One might instead suspect that the literacy hour could lead to positive spillovers due to complementarities between pupil subject areas and associated teacher practice. Reading and writing, after all, are important generic skills, and an improvement in these skills might lead to improved performance in other subjects. The literacy hour might also have caused teachers to reevaluate their teaching methods in other subjects and change their approach in those other subjects. This is especially important in English primary schools because generally pupils within a particular year group are taught every subject by the same teacher.
To examine the possible effects of the literacy hour on mathematics, we simply repeat our main analysis, but focus this time on the percentile mathematics score and whether the student obtains level 4 or above in mathematics. There is evidence of a positive effect, though it is about three-fifths that of the impact that we saw on English. Our strictest test of the program’s impact indicates that NLP schools show higher scores of 1.5 percentile points and a 2.5 higher percentage achieving at least level 4 in mathematics. These results suggest, if anything, a complementary impact of the literacy hour on English and mathematics.
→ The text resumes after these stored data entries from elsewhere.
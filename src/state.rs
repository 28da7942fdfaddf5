use std::sync::Arc;

use crate::actions::ActionDeps;
use crate::auth::IdentityProvider;
use crate::cache::Revalidator;
use crate::config::AppConfig;
use crate::database::contact::ContactStore;
use crate::database::content::ContentRecords;
use crate::database::portfolio::{PortfolioDraft, PortfolioRecord};
use crate::database::profiles::ProfileStore;
use crate::database::templates::{TemplateDraft, TemplateRecord};
use crate::database::tutorials::{BlogPostDraft, BlogPostRecord};
use crate::database::HealthProbe;
use crate::storage::ObjectStorage;

pub type DynContent<D, R> = Arc<dyn ContentRecords<Draft = D, Record = R>>;

/// Everything the handlers need, built once in `main` (or from fakes in
/// tests) and cloned per request. No hidden globals.
#[derive(Clone)]
pub struct AppState {
    pub config: Arc<AppConfig>,
    pub identity: Arc<dyn IdentityProvider>,
    pub profiles: Arc<dyn ProfileStore>,
    pub storage: Arc<dyn ObjectStorage>,
    pub cache: Arc<dyn Revalidator>,
    pub health: Arc<dyn HealthProbe>,
    pub contact: Arc<dyn ContactStore>,
    pub portfolio: DynContent<PortfolioDraft, PortfolioRecord>,
    pub templates: DynContent<TemplateDraft, TemplateRecord>,
    pub tutorials: DynContent<BlogPostDraft, BlogPostRecord>,
}

impl AppState {
    pub fn action_deps(&self) -> ActionDeps<'_> {
        ActionDeps {
            identity: self.identity.as_ref(),
            profiles: self.profiles.as_ref(),
            storage: self.storage.as_ref(),
            cache: self.cache.as_ref(),
        }
    }
}
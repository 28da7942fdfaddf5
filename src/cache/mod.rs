use std::collections::HashMap;
use std::sync::Mutex;

/// Cache invalidation signal emitted after every successful mutation.
/// Consumers (a fronting page cache, a CDN hook) watch the per-path epoch.
pub trait Revalidator: Send + Sync {
    fn revalidate(&self, path: &str);
}

/// Default revalidator: bumps an in-process epoch per path and logs the
/// signal. The epoch is what a cache layer keys its freshness checks on.
#[derive(Default)]
pub struct PathRevalidator {
    epochs: Mutex<HashMap<String, u64>>,
}

impl PathRevalidator {
    pub fn new() -> Self {
        Self::default()
    }

    pub fn epoch(&self, path: &str) -> u64 {
        self.epochs
            .lock()
            .map(|map| map.get(path).copied().unwrap_or(0))
            .unwrap_or(0)
    }
}

impl Revalidator for PathRevalidator {
    fn revalidate(&self, path: &str) {
        if let Ok(mut epochs) = self.epochs.lock() {
            let counter = epochs.entry(path.to_string()).or_insert(0);
            *counter += 1;
            tracing::debug!("Revalidated path {} (epoch {})", path, counter);
        }
    }
}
Does a change in the content and structure of teaching affect pupil performance? Our study of England’s literacy hour suggests that it does. Student test scores in reading, English-even math-improved significantly in the schools that implemented this highly structured approach to the teaching of reading. One of the more interesting findings from our analysis of the NLP data was the effect the program had on the so-called gender gap: boys benefited more than girls from the literacy hour. Finally, we show that the long-term benefits of the literacy hour exceed its costs by a large margin.
These findings are of considerable significance in the wider education debate about what works best in schools for improving pupil performance-especially in countries that face urgent problems in basic literacy. They are also particularly notable since almost certainly the same teachers were teaching literacy before and after the introduction of the literacy hour. Indeed, the evidence we report strongly suggests that public policy focused on the content and organization of what is taught is a relatively desirable means of preventing illiteracy and its associated ills.
-Stephen Machin is a professor in the Department of Economics, University College London, Director of the Centre for the Economics of Education, and Research Director of the Centre for Economic Performance, London School of Economics. Sandra McNally is a Research Fellow at the Centre for the Economics of Education and Centre for Economic Performance, London School of Economics.